According to the definition of the issuer, it covers most corporate bonds and a small number of non-financial corporate debt financing instruments. Generally speaking, compared with industrial bonds, we mainly talk about issuing them for investment purposes such as urban infrastructure. Understand the reason
The main issuer of urban investment bonds is generally local investment and financing platforms, and the issuance method is generally public corporate bonds or medium-term notes, so urban investment bonds can also be called "quasi-municipal bonds"
Advantages of urban investment bonds
City investment bonds are standardized bonds issued in Shanghai Stock Exchange, Shenzhen Stock Exchange and interbank market, which is also the standardized bond products mentioned in the last issue. Under the supervision of "non-standard bidding", it is favored by major financial institutions.
At present, almost all types of bond investment institutions accept urban investment bonds, including self-operated banks, bank wealth management, insurance, self-operated brokers, brokerage asset management, Public Offering of Fund, private equity funds, futures asset management, trust, foreign capital and so on.
Is the city investment bond safe?
The projects that urban investment bonds are used for investment are generally municipal public facilities @ Linlin projects, with relatively concentrated funds and long payback period.
The project design, approval, issuance and circulation of urban investment bonds are similar to those of corporate bonds, that is, local governments borrow from enterprises to achieve the purpose of financing municipal construction.
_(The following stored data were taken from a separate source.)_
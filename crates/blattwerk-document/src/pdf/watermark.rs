// SPDX-License-Identifier: PMPL-1.0-or-later
// Copyright (c) 2026 Jonathan D.A. Jewell (hyperpolymath) <jonathan.jewell@open.ac.uk>
//
// Watermark compositor — builds a single-page overlay sized to the target
// document's first page, tiles it with text glyphs or an image, and merges
// that one overlay onto every page of the target.
//
// The overlay is a transient artefact: it is written to
// `watermark_{uuid}.pdf` next to the output, consumed by the merge, and
// deleted afterwards. Opacity and colour are uniform across all tiles.

use std::path::{Path, PathBuf};

use lopdf::content::{Content, Operation};
use lopdf::{Dictionary, Document, Object, Stream};
use tracing::{debug, info, instrument, warn};
use uuid::Uuid;

use blattwerk_core::error::{BlattwerkError, Result};
use blattwerk_core::{ImageWatermarkOptions, TextWatermarkOptions};

use super::reader::{LETTER_PT, PdfReader, deep_clone_object, resolve_dict};
use super::write_atomic;

/// Average Helvetica glyph width as a fraction of the font size, the same
/// estimate the text layout uses elsewhere in the workbench.
const AVG_GLYPH_FACTOR: f32 = 0.5;

/// Tiles repeat every `text width × 2` horizontally and `font size × 2`
/// vertically in text mode.
const TEXT_TILE_SPACING: f32 = 2.0;

/// Image tiles repeat every `scaled dimension × 1.5`.
const IMAGE_TILE_SPACING: f32 = 1.5;

/// Repeats along one axis: enough tiles to overspan the canvas on every edge
/// regardless of the per-tile rotation.
pub(crate) fn tile_count(canvas: f32, footprint: f32) -> u32 {
    if footprint <= 0.0 {
        return 0;
    }
    (canvas / footprint).ceil() as u32 + 1
}

// -- Text watermark -----------------------------------------------------------

/// Tiled text watermark applied to every page of a document.
pub struct TextWatermark {
    options: TextWatermarkOptions,
}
Urban investment bonds are generally given a lot of resources by local governments in the issuance plan, and usually provide some special policies for issuers, such as providing invisible guarantees, preferential development licenses, preferential tax licenses and so on. When there is a problem in the redemption process, local governments often endorse it and repay it on their behalf.
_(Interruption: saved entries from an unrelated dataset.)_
// SPDX-License-Identifier: PMPL-1.0-or-later
// Copyright (c) 2026 Jonathan D.A. Jewell (hyperpolymath) <jonathan.jewell@open.ac.uk>
//
// Page-collection accessor — opens a PDF and exposes its pages as opaque
// handles, using the `lopdf` crate. Also hosts the page-cloning machinery
// shared by the transformers: output documents are always built by copying
// page objects into a fresh container, never by mutating the source.

use std::path::Path;

use lopdf::{Document, Object, ObjectId};
use tracing::{debug, info, instrument, warn};

use blattwerk_core::error::{BlattwerkError, Result};

/// US Letter media box, the fallback when a document has no usable page
/// dimensions.
pub const LETTER_PT: (f32, f32) = (612.0, 792.0);

/// An opened PDF document.
///
/// Owned exclusively by the operation that opened it; dropped at the end of
/// that operation.
pub struct PdfReader {
    /// The underlying lopdf document.
    document: Document,
    /// Source path, if opened from a file (useful for diagnostics).
    source_path: Option<String>,
}

impl PdfReader {
    // -- Construction ---------------------------------------------------------

    /// Open a PDF from the filesystem.
    ///
    /// Fails with `Format` if the bytes are not a valid PDF, with
    /// `PasswordRequired` if the document is encrypted and no password was
    /// supplied, and with `Authentication` if the supplied password does not
    /// unlock it.
    #[instrument(skip_all, fields(path = %path.as_ref().display()))]
    pub fn open(path: impl AsRef<Path>, password: Option<&str>) -> Result<Self> {
        let path_ref = path.as_ref();
        info!("opening PDF: {}", path_ref.display());

        let document = Document::load(path_ref).map_err(|err| {
            BlattwerkError::Format(format!("{}: {}", path_ref.display(), err))
        })?;

        let mut reader = Self {
            document,
            source_path: Some(path_ref.display().to_string()),
        };
        reader.unlock(password)?;

        debug!(pages = reader.page_count(), "PDF loaded");
        Ok(reader)
    }

    /// Create a reader from raw PDF bytes already in memory.
    #[instrument(skip_all, fields(bytes_len = data.len()))]
    pub fn from_bytes(data: &[u8], password: Option<&str>) -> Result<Self> {
        let document = Document::load_mem(data)
            .map_err(|err| BlattwerkError::Format(format!("in-memory PDF: {}", err)))?;

        let mut reader = Self {
            document,
            source_path: None,
        };
        reader.unlock(password)?;
        Ok(reader)
    }

    /// If the document is encrypted, decrypt it with the supplied password.
    fn unlock(&mut self, password: Option<&str>) -> Result<()> {
        if !self.document.is_encrypted() {
            return Ok(());
        }
        let password = password.ok_or(BlattwerkError::PasswordRequired)?;
        self.document
            .decrypt(password)
            .map_err(|err| BlattwerkError::Authentication(err.to_string()))?;
        // The decrypted objects are re-written into a plain container.
        self.document.trailer.remove(b"Encrypt");
        debug!("document decrypted");
        Ok(())
    }

    // -- Inspection -----------------------------------------------------------

    /// Number of pages in the document.
    pub fn page_count(&self) -> usize {
        self.document.get_pages().len()
    }

    /// Return the source path if the reader was created via [`PdfReader::open`].
    pub fn source_path(&self) -> Option<&str> {
        self.source_path.as_deref()
    }

    /// Borrow the underlying document.
    pub fn document(&self) -> &Document {
        &self.document
    }

    /// Consume the reader, returning the document.
    pub fn into_document(self) -> Document {
        self.document
    }

    /// Media-box dimensions (width, height) in points of the given 1-indexed
    /// page. Falls back to US Letter when the page or its dimensions cannot
    /// be resolved.
    pub fn page_dimensions(&self, page_number: u32) -> (f32, f32) {
        let pages = self.document.get_pages();
        let Some(&page_id) = pages.get(&page_number) else {
            return LETTER_PT;
        };
        let Ok(page_object) = self.document.get_object(page_id) else {
            return LETTER_PT;
        };
        let rect = media_box(&self.document, page_object, 10).unwrap_or([
            0.0, 0.0, LETTER_PT.0, LETTER_PT.1,
        ]);
        (rect[2] - rect[0], rect[3] - rect[1])
    }

    /// The object ID of the given 1-indexed page.
    pub(crate) fn page_id(&self, page_number: u32) -> Result<ObjectId> {
        self.document
            .get_pages()
            .get(&page_number)
            .copied()
            .ok_or_else(|| {
                BlattwerkError::Pdf(format!("page {page_number} not found in page tree"))
            })
    }
}

// -- Media box resolution -----------------------------------------------------

/// Resolve a page's `/MediaBox`, following indirect references and walking up
/// the page tree. Depth-limited so malformed parent chains cannot recurse
/// forever.
fn media_box(doc: &Document, page_object: &Object, depth: usize) -> Option<[f32; 4]> {
    if depth == 0 {
        return None;
    }
    let dict = page_object.as_dict().ok()?;

    if let Ok(raw) = dict.get(b"MediaBox") {
        let resolved = match raw {
            Object::Reference(id) => doc.get_object(*id).ok(),
            other => Some(other),
        };
        if let Some(Object::Array(values)) = resolved {
            let nums: Vec<f32> = values
                .iter()
                .filter_map(|v| match v {
                    Object::Integer(i) => Some(*i as f32),
                    Object::Real(r) => Some(*r),
                    _ => None,
                })
                .collect();
            if nums.len() == 4 {
                return Some([nums[0], nums[1], nums[2], nums[3]]);
            }
        }
    }

    // Inherited from the parent Pages node.
    if let Ok(Object::Reference(parent_id)) = dict.get(b"Parent")
        && let Ok(parent) = doc.get_object(*parent_id)
    {
        return media_box(doc, parent, depth - 1);
    }
    None
}

// -- Page cloning -------------------------------------------------------------

/// Clone one page (and everything it transitively references) from `source`
/// into `target`, appending it as the last page of `target`'s page tree.
pub(crate) fn append_page_clone(
    source: &Document,
    target: &mut Document,
    page_id: ObjectId,
) -> Result<()> {
    let page_object = source
        .get_object(page_id)
        .map_err(|err| BlattwerkError::Pdf(format!("cannot read page {page_id:?}: {err}")))?;

    let cloned = deep_clone_object(source, target, page_object)?;
    let cloned_id = target.add_object(cloned);

    // Locate the target's /Pages node via the catalog.
    let pages_id = {
        let catalog = target
            .catalog()
            .map_err(|err| BlattwerkError::Pdf(format!("no catalog: {err}")))?;
        match catalog.get(b"Pages") {
            Ok(Object::Reference(id)) => *id,
            Ok(_) => return Err(BlattwerkError::Pdf("/Pages is not a reference".into())),
            Err(err) => return Err(BlattwerkError::Pdf(format!("no /Pages: {err}"))),
        }
    };

    // Register the clone under /Kids and bump /Count.
    if let Ok(Object::Dictionary(pages_dict)) = target.get_object_mut(pages_id) {
        if let Ok(Object::Array(kids)) = pages_dict.get_mut(b"Kids") {
            kids.push(Object::Reference(cloned_id));
        }
        if let Ok(Object::Integer(count)) = pages_dict.get_mut(b"Count") {
            *count += 1;
        }
    }

    // Re-point the clone's /Parent at the target tree (the original parent
    // reference was skipped during cloning).
    if let Ok(Object::Dictionary(page_dict)) = target.get_object_mut(cloned_id) {
        page_dict.set("Parent", Object::Reference(pages_id));
    }

    Ok(())
}

/// Deep-clone a single lopdf object, recursively resolving references.
///
/// `/Parent` entries are deliberately skipped — they form cycles through the
/// page tree and are patched by [`append_page_clone`] instead.
pub(crate) fn deep_clone_object(
    source: &Document,
    target: &mut Document,
    object: &Object,
) -> Result<Object> {
    match object {
        Object::Dictionary(dict) => {
            let mut cloned = lopdf::Dictionary::new();
            for (key, value) in dict.iter() {
                if key == b"Parent" {
                    continue;
                }
                cloned.set(key.clone(), deep_clone_object(source, target, value)?);
            }
            Ok(Object::Dictionary(cloned))
        }
        Object::Array(items) => {
            let mut cloned = Vec::with_capacity(items.len());
            for item in items {
                cloned.push(deep_clone_object(source, target, item)?);
            }
            Ok(Object::Array(cloned))
        }
        Object::Stream(stream) => {
            let mut cloned_dict = lopdf::Dictionary::new();
            for (key, value) in stream.dict.iter() {
                if key == b"Parent" {
                    continue;
                }
                cloned_dict.set(key.clone(), deep_clone_object(source, target, value)?);
            }
            Ok(Object::Stream(lopdf::Stream::new(
                cloned_dict,
                stream.content.clone(),
            )))
        }
        Object::Reference(ref_id) => match source.get_object(*ref_id) {
            Ok(referenced) => {
                let cloned = deep_clone_object(source, target, referenced)?;
                let new_id = target.add_object(cloned);
                Ok(Object::Reference(new_id))
            }
            Err(err) => {
                warn!(?ref_id, %err, "dangling reference replaced with null");
                Ok(Object::Null)
            }
        },
        // Boolean, Integer, Real, String, Name, Null are trivially cloneable.
        other => Ok(other.clone()),
    }
}

/// Resolve an object that may be an inline dictionary or a reference to one.
pub(crate) fn resolve_dict<'a>(doc: &'a Document, obj: &'a Object) -> Option<&'a lopdf::Dictionary> {
    match obj {
        Object::Dictionary(dict) => Some(dict),
        Object::Reference(id) => doc.get_object(*id).ok().and_then(|o| o.as_dict().ok()),
        _ => None,
    }
}

/// Start a fresh output document with an empty page tree, ready for
/// [`append_page_clone`].
pub(crate) fn empty_document() -> Document {
    let mut doc = Document::with_version("1.5");
    let pages_id = doc.add_object(lopdf::Dictionary::from_iter([
        ("Type", Object::Name(b"Pages".to_vec())),
        ("Kids", Object::Array(Vec::new())),
        ("Count", Object::Integer(0)),
    ]));
    let catalog_id = doc.add_object(lopdf::Dictionary::from_iter([
        ("Type", Object::Name(b"Catalog".to_vec())),
        ("Pages", Object::Reference(pages_id)),
    ]));
    doc.trailer.set("Root", Object::Reference(catalog_id));
    doc
}
// SPDX-License-Identifier: PMPL-1.0-or-later
// Copyright (c) 2026 Jonathan D.A. Jewell (hyperpolymath) <jonathan.jewell@open.ac.uk>
//
// blattwerk-session — Session-scoped file storage for the Blattwerk workbench.
//
// Each session owns exactly one workspace directory holding uploaded inputs
// and produced outputs. Nothing persists beyond the session lifetime: an
// age-based sweep removes stale workspaces.

pub mod session;
pub mod sweep;
pub mod workspace;

pub use session::{Session, SessionStore};
pub use workspace::{UploadedFile, Workspace};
Risk of urban investment bonds?
While local governments get a lot of loans, the debt problem has also begun to accelerate. In some places, the debt ratio far exceeds the early warning range of risk control. On the other hand, the flow of financial resources may not be reasonable enough, resulting in abnormal allocation, and a large amount of credit poured into infrastructure projects and some surplus industries. Many local financing projects are infrastructure, and their profits often depend on the future increase in land prices. This way of borrowing and financing with the future land resource income as a premium often contains great risks. Once the land price is not "speculated" as expected, local zf will face huge financing bad debts. After all, the current national policy orientation is not to speculate in real estate and stabilize housing prices.
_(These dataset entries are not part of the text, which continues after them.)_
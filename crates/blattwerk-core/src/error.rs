// SPDX-License-Identifier: PMPL-1.0-or-later
// Copyright (c) 2026 Jonathan D.A. Jewell (hyperpolymath) <jonathan.jewell@open.ac.uk>
//
// Unified error types for Blattwerk.
//
// Expected domain failures (wrong password, bad page range, malformed
// selector) are dedicated variants so that callers can branch on them;
// library-level faults are wrapped with a human-readable message.

use thiserror::Error;

/// Top-level error type for all Blattwerk operations.
#[derive(Debug, Error)]
pub enum BlattwerkError {
    // -- Document errors --
    #[error("not a valid PDF: {0}")]
    Format(String),

    #[error("document is encrypted and no password was supplied")]
    PasswordRequired,

    #[error("wrong password: {0}")]
    Authentication(String),

    #[error("page range {start}-{end} invalid for {total} page document")]
    PageRange { start: u32, end: u32, total: u32 },

    #[error("invalid page selector: {0}")]
    Selector(String),

    #[error("invalid parameter: {0}")]
    Parameter(String),

    #[error("PDF operation failed: {0}")]
    Pdf(String),

    #[error("image processing failed: {0}")]
    Image(String),

    // -- Conversion errors --
    #[error("conversion failed: {0}")]
    Convert(String),

    #[error("fetch timed out: {0}")]
    Timeout(String),

    #[error("fetch failed: {0}")]
    Fetch(String),

    // -- Session / storage --
    #[error("session error: {0}")]
    Session(String),

    #[error("file I/O error: {0}")]
    Io(#[from] std::io::Error),

    #[error("serialization error: {0}")]
    Serialization(#[from] serde_json::Error),
}

/// Alias used throughout the codebase.
pub type Result<T> = std::result::Result<T, BlattwerkError>;
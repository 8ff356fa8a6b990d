// SPDX-License-Identifier: PMPL-1.0-or-later
// Copyright (c) 2026 Jonathan D.A. Jewell (hyperpolymath) <jonathan.jewell@open.ac.uk>
//
// blattwerk-document — PDF processing for the Blattwerk workbench.
//
// Provides the page-collection accessor, the single-pass transformers
// (encrypt, decrypt, compress, split, merge, rotate), the tiled watermark
// compositor, and embedded-image extraction. Every transformer is a pure
// function of (input file, parameters) → new output file; inputs are never
// mutated in place.

pub mod pdf;

pub use pdf::extract::ImageExtractor;
pub use pdf::reader::PdfReader;
pub use pdf::watermark::{ImageWatermark, TextWatermark};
However, the specific analysis of specific problems cannot be generalized, and there are still many high-quality urban investment bonds in the market.
Income? How to buy?
Understand the reason
Most individual customers can't buy urban investment bonds directly, and most of them are purchased by institutions, such as banks. Individuals can make indirect purchases through trusts, asset management and fund companies. The annual interest rate is around 6%-8%, and different issuers have different interest rates.
At present, there are many products of urban investment bonds on the market, which are mainly issued by trust, asset management and fund companies. Individuals can choose different institutions to subscribe according to the capital situation and expected income. Urban investment bonds belong to the category of political trust and are financing products endorsed by government credit. Relatively speaking, the security is not bad. But we must screen the products of high-quality institutions, and the products selected by high-quality institutions are relatively better. At the same time, having a good financial planner is more stable.